List, from the lines below, each one with "points" in it.

Data records
************
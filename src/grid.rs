//! Grid snapshots: the rows × cols input of the grouper.
//!
//! A grid is row-major, `None` marks an empty cell and `Some(v)` holds an
//! opaque stone value. Row 0 is the first row as given.

use std::fmt;

use crate::constants::{EMPTY_ALT_CHAR, EMPTY_CHAR, ORTHOGONAL};

/// A cell coordinate, `(row, col)`, 0-indexed.
pub type Point = (usize, usize);

/// An owned grid snapshot.
pub type Grid<T> = Vec<Vec<Option<T>>>;

/// The grid is not rectangular.
#[derive(Debug, Clone, PartialEq, Eq)]
pub struct ShapeError {
    /// First row whose length differs from row 0
    pub row: usize,
    /// Length of row 0
    pub expected: usize,
    /// Length of the offending row
    pub found: usize,
}

impl fmt::Display for ShapeError {
    fn fmt(&self, f: &mut fmt::Formatter<'_>) -> fmt::Result {
        write!(
            f,
            "grid is not rectangular: row {} has {} cells, expected {}",
            self.row, self.found, self.expected
        )
    }
}

impl std::error::Error for ShapeError {}

/// Rows and columns of a grid, reading the width off the first row.
///
/// Does not look at the other rows; see [`check_rectangular`].
pub fn dimensions<T>(grid: &[Vec<T>]) -> (usize, usize) {
    match grid.first() {
        Some(row) => (grid.len(), row.len()),
        None => (0, 0),
    }
}

/// Verify every row has the length of row 0 and return `(rows, cols)`.
pub fn check_rectangular<T>(grid: &[Vec<T>]) -> Result<(usize, usize), ShapeError> {
    let (rows, cols) = dimensions(grid);
    for (row, cells) in grid.iter().enumerate() {
        if cells.len() != cols {
            return Err(ShapeError {
                row,
                expected: cols,
                found: cells.len(),
            });
        }
    }
    Ok((rows, cols))
}

/// Orthogonal neighbors of `(row, col)` that lie inside a `rows` × `cols` grid.
pub fn neighbors(point: Point, rows: usize, cols: usize) -> impl Iterator<Item = Point> {
    let (row, col) = point;
    ORTHOGONAL.into_iter().filter_map(move |(dr, dc)| {
        let r = row.checked_add_signed(dr)?;
        let c = col.checked_add_signed(dc)?;
        (r < rows && c < cols).then_some((r, c))
    })
}

/// Parse a text grid.
///
/// One row per non-blank line. Every non-whitespace character is a cell:
/// `.` and `0` are empty, anything else is a stone of that value. Rows are
/// not padded, so ragged input stays ragged and is rejected by the grouper.
pub fn parse_grid(text: &str) -> Grid<char> {
    text.lines()
        .filter(|line| !line.trim().is_empty())
        .map(|line| {
            line.chars()
                .filter(|c| !c.is_whitespace())
                .map(|c| match c {
                    EMPTY_CHAR | EMPTY_ALT_CHAR => None,
                    other => Some(other),
                })
                .collect()
        })
        .collect()
}

/// Render a grid one row per line, cells separated by a space.
pub fn format_grid<T: fmt::Display>(grid: &[Vec<Option<T>>]) -> String {
    let mut out = String::new();
    for row in grid {
        let cells: Vec<String> = row
            .iter()
            .map(|cell| match cell {
                Some(v) => v.to_string(),
                None => EMPTY_CHAR.to_string(),
            })
            .collect();
        out.push_str(&cells.join(" "));
        out.push('\n');
    }
    out
}
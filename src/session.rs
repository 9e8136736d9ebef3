//! Line-oriented text session around a [`Board`].
//!
//! Commands and responses follow the Go Text Protocol conventions: an
//! optional numeric id, `=` for success and `?` for failure, and a blank line
//! after every response. Stones alternate colors exactly as on the board, so
//! the color argument of `play` is informational only.
//!
//! ## Supported Commands
//!
//! - `name`, `version`, `protocol_version`
//! - `list_commands`, `known_command <cmd>`
//! - `quit`
//! - `boardsize <size>` - Start a new empty board (1 to 25)
//! - `clear_board` - Remove all stones
//! - `play [color] <vertex>` - Place the next stone
//! - `showboard` - Print the board
//! - `groups` - List every group on the board
//! - `group <vertex>` - Show the group at a vertex and its liberties
//! - `turn` - Stones placed so far and the color to play
//!
//! ## Example
//!
//! ```
//! use stone_groups::session::Session;
//!
//! let mut session = Session::new(3);
//! let input = "play A3\nplay B3\nplay B2\ngroups\nquit\n";
//! let mut output = Vec::new();
//! session.run_io(input.as_bytes(), &mut output).unwrap();
//! let text = String::from_utf8(output).unwrap();
//! assert!(text.contains("X 1 stones: A3"));
//! ```

use std::io::{self, BufRead, Write};

use crate::board::{Board, Color, parse_vertex, str_vertex};
use crate::constants::MAX_SIZE;
use crate::grid::Point;
use crate::groups::{Group, group_at};

/// The list of known commands.
const KNOWN_COMMANDS: &[&str] = &[
    "boardsize",
    "clear_board",
    "group",
    "groups",
    "known_command",
    "list_commands",
    "name",
    "play",
    "protocol_version",
    "quit",
    "showboard",
    "turn",
    "version",
];

/// Session state.
#[derive(Default)]
pub struct Session {
    board: Board,
}

impl Session {
    /// Create a session on an empty board of the given size.
    pub fn new(size: usize) -> Self {
        Self {
            board: Board::new(size),
        }
    }

    pub fn board(&self) -> &Board {
        &self.board
    }

    /// Run the command loop on stdin and stdout.
    pub fn run(&mut self) -> io::Result<()> {
        let stdin = io::stdin();
        self.run_io(stdin.lock(), io::stdout())
    }

    /// Run the command loop until `quit` or end of input.
    pub fn run_io<R: BufRead, W: Write>(&mut self, input: R, mut output: W) -> io::Result<()> {
        for line in input.lines() {
            let line = line?;

            // Skip empty lines and comments
            let line = line.trim();
            if line.is_empty() || line.starts_with('#') {
                continue;
            }

            let (id, command_line) = Self::parse_id(line);

            let parts: Vec<&str> = command_line.split_whitespace().collect();
            if parts.is_empty() {
                continue;
            }

            let command = parts[0].to_lowercase();
            let args = &parts[1..];

            let (success, message) = self.execute(&command, args);
            let prefix = if success { '=' } else { '?' };
            let id_str = id.map(|i| i.to_string()).unwrap_or_default();

            writeln!(output, "{prefix}{id_str} {message}\n")?;
            output.flush()?;

            if command == "quit" {
                break;
            }
        }
        Ok(())
    }

    /// Parse an optional numeric command id from the beginning of the line.
    fn parse_id(line: &str) -> (Option<u32>, &str) {
        let trimmed = line.trim();
        let end = trimmed
            .find(|c: char| !c.is_ascii_digit())
            .unwrap_or(trimmed.len());
        if end > 0 {
            if let Ok(id) = trimmed[..end].parse::<u32>() {
                return (Some(id), trimmed[end..].trim());
            }
        }
        (None, trimmed)
    }

    /// Execute a command and return (success, response).
    fn execute(&mut self, command: &str, args: &[&str]) -> (bool, String) {
        match command {
            "name" => (true, env!("CARGO_PKG_NAME").to_string()),

            "version" => (true, env!("CARGO_PKG_VERSION").to_string()),

            "protocol_version" => (true, "2".to_string()),

            "list_commands" => (true, KNOWN_COMMANDS.join("\n")),

            "known_command" => {
                let Some(cmd) = args.first() else {
                    return (false, "missing argument".to_string());
                };
                let known = KNOWN_COMMANDS.contains(&cmd.to_lowercase().as_str());
                (true, known.to_string())
            }

            "quit" => (true, String::new()),

            "boardsize" => {
                let Some(arg) = args.first() else {
                    return (false, "missing argument".to_string());
                };
                match arg.parse::<usize>() {
                    Ok(size) if (1..=MAX_SIZE).contains(&size) => {
                        self.board = Board::new(size);
                        (true, String::new())
                    }
                    Ok(size) => (
                        false,
                        format!("unacceptable size, expected 1 to {MAX_SIZE} (got {size})"),
                    ),
                    Err(_) => (false, "invalid size".to_string()),
                }
            }

            "clear_board" => {
                self.board.clear();
                (true, String::new())
            }

            "play" => {
                let vertex = match args {
                    [vertex] => vertex,
                    [color, vertex, ..] => {
                        let Some(color) = Color::parse(color) else {
                            return (false, "invalid color".to_string());
                        };
                        if color != self.board.to_play() {
                            eprintln!(
                                "warning: {} requested, playing {} (colors alternate)",
                                color_name(color),
                                color_name(self.board.to_play())
                            );
                        }
                        vertex
                    }
                    [] => return (false, "missing arguments".to_string()),
                };
                let Some((x, y)) = parse_vertex(vertex, self.board.size()) else {
                    return (false, format!("invalid vertex: {vertex}"));
                };
                match self.board.place_stone(x, y) {
                    Ok(_) => (true, String::new()),
                    Err(e) => (false, e.to_string()),
                }
            }

            "showboard" => {
                let rendered = self.board.to_string();
                let rows: Vec<&str> = rendered.lines().map(str::trim_end).collect();
                (true, format!("\n{}", rows.join("\n")))
            }

            "groups" => {
                let lines: Vec<String> = self
                    .board
                    .groups()
                    .iter()
                    .map(|g| self.describe(g))
                    .collect();
                (true, lines.join("\n"))
            }

            "group" => {
                let Some(vertex) = args.first() else {
                    return (false, "missing argument".to_string());
                };
                let Some((x, y)) = parse_vertex(vertex, self.board.size()) else {
                    return (false, format!("invalid vertex: {vertex}"));
                };
                let grid = self.board.grid();
                match group_at(&grid, (y, x)) {
                    Ok(Some(group)) => {
                        let libs = match group.liberties(&grid) {
                            Ok(libs) => libs,
                            Err(e) => return (false, e.to_string()),
                        };
                        let response = format!(
                            "{}\nliberties {}: {}",
                            self.describe(&group),
                            libs.len(),
                            self.vertices(&libs)
                        );
                        (true, response.trim_end().to_string())
                    }
                    Ok(None) => (false, format!("no stone at {vertex}")),
                    Err(e) => (false, e.to_string()),
                }
            }

            "turn" => (
                true,
                format!(
                    "{} {}",
                    self.board.turn_count(),
                    color_name(self.board.to_play())
                ),
            ),

            _ => (false, format!("unknown command: {command}")),
        }
    }

    fn describe(&self, group: &Group<Color>) -> String {
        format!(
            "{} {} stones: {}",
            group.value(),
            group.len(),
            self.vertices(group.stones())
        )
    }

    fn vertices(&self, points: &[Point]) -> String {
        let size = self.board.size();
        points
            .iter()
            .map(|&(row, col)| str_vertex(col, row, size))
            .collect::<Vec<_>>()
            .join(" ")
    }
}

fn color_name(color: Color) -> &'static str {
    match color {
        Color::Black => "black",
        Color::White => "white",
    }
}

#[cfg(test)]
mod tests {
    use super::*;

    #[test]
    fn test_failed_command_keeps_id() {
        let mut session = Session::new(9);
        let mut output = Vec::new();
        session
            .run_io("7 play Z99\n8 group E5\n".as_bytes(), &mut output)
            .unwrap();
        let text = String::from_utf8(output).unwrap();
        assert_eq!(text, "?7 invalid vertex: Z99\n\n?8 no stone at E5\n\n");
    }

    #[test]
    fn test_bare_id_is_skipped() {
        let (id, cmd) = Session::parse_id("42");
        assert_eq!(id, Some(42));
        assert_eq!(cmd, "");

        let mut session = Session::new(9);
        let mut output = Vec::new();
        session.run_io("42\nturn\n".as_bytes(), &mut output).unwrap();
        assert_eq!(String::from_utf8(output).unwrap(), "= 0 black\n\n");
    }

    #[test]
    fn test_list_commands_are_all_known() {
        let mut session = Session::new(9);
        let (success, response) = session.execute("list_commands", &[]);
        assert!(success);
        for cmd in response.lines() {
            let (_, known) = session.execute("known_command", &[cmd]);
            assert_eq!(known, "true", "{cmd} should be known");
        }
    }

    #[test]
    fn test_known_command() {
        let mut session = Session::new(9);

        let (success, response) = session.execute("known_command", &["groups"]);
        assert!(success);
        assert_eq!(response, "true");

        let (success, response) = session.execute("known_command", &["genmove"]);
        assert!(success);
        assert_eq!(response, "false");
    }

    #[test]
    fn test_boardsize() {
        let mut session = Session::new(9);

        let (success, _) = session.execute("boardsize", &["13"]);
        assert!(success);
        assert_eq!(session.board().size(), 13);

        let (success, _) = session.execute("boardsize", &["26"]);
        assert!(!success);
        let (success, _) = session.execute("boardsize", &["0"]);
        assert!(!success);
        let (success, _) = session.execute("boardsize", &["big"]);
        assert!(!success);
        assert_eq!(session.board().size(), 13);
    }

    #[test]
    fn test_play_and_clear() {
        let mut session = Session::new(9);

        let (success, _) = session.execute("play", &["black", "D4"]);
        assert!(success);
        assert_eq!(session.board().turn_count(), 1);

        let (success, response) = session.execute("play", &["D4"]);
        assert!(!success);
        assert!(response.contains("not empty"));

        let (success, _) = session.execute("play", &["Z99"]);
        assert!(!success);
        let (success, _) = session.execute("play", &["purple", "E5"]);
        assert!(!success);

        let (success, _) = session.execute("clear_board", &[]);
        assert!(success);
        assert_eq!(session.board().turn_count(), 0);
    }

    #[test]
    fn test_groups_and_group() {
        let mut session = Session::new(3);
        // Black A3, White C1, Black B3
        session.execute("play", &["A3"]);
        session.execute("play", &["C1"]);
        session.execute("play", &["B3"]);

        let (success, response) = session.execute("groups", &[]);
        assert!(success);
        assert_eq!(response, "X 2 stones: A3 B3\nO 1 stones: C1");

        let (success, response) = session.execute("group", &["B3"]);
        assert!(success);
        assert_eq!(response, "X 2 stones: A3 B3\nliberties 3: C3 A2 B2");

        let (success, response) = session.execute("group", &["B2"]);
        assert!(!success);
        assert_eq!(response, "no stone at B2");
    }

    #[test]
    fn test_turn() {
        let mut session = Session::new(3);
        session.execute("play", &["A1"]);
        let (_, response) = session.execute("turn", &[]);
        assert_eq!(response, "1 white");
    }

    #[test]
    fn test_run_io() {
        let mut session = Session::new(3);
        let input = "# comment\n\n1 play A1\n2 showboard\nbogus\nquit\nplay B1\n";
        let mut output = Vec::new();
        session.run_io(input.as_bytes(), &mut output).unwrap();
        let text = String::from_utf8(output).unwrap();

        assert!(text.starts_with("=1 \n\n"));
        assert!(text.contains("=2 \n. . .\n. . .\nX . ."));
        assert!(text.contains("? unknown command: bogus"));
        // Nothing after quit is executed
        assert_eq!(session.board().turn_count(), 1);
    }
}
************
• _Expected answer_
    fn vertices(&self, points: &[Point]) -> String {
        points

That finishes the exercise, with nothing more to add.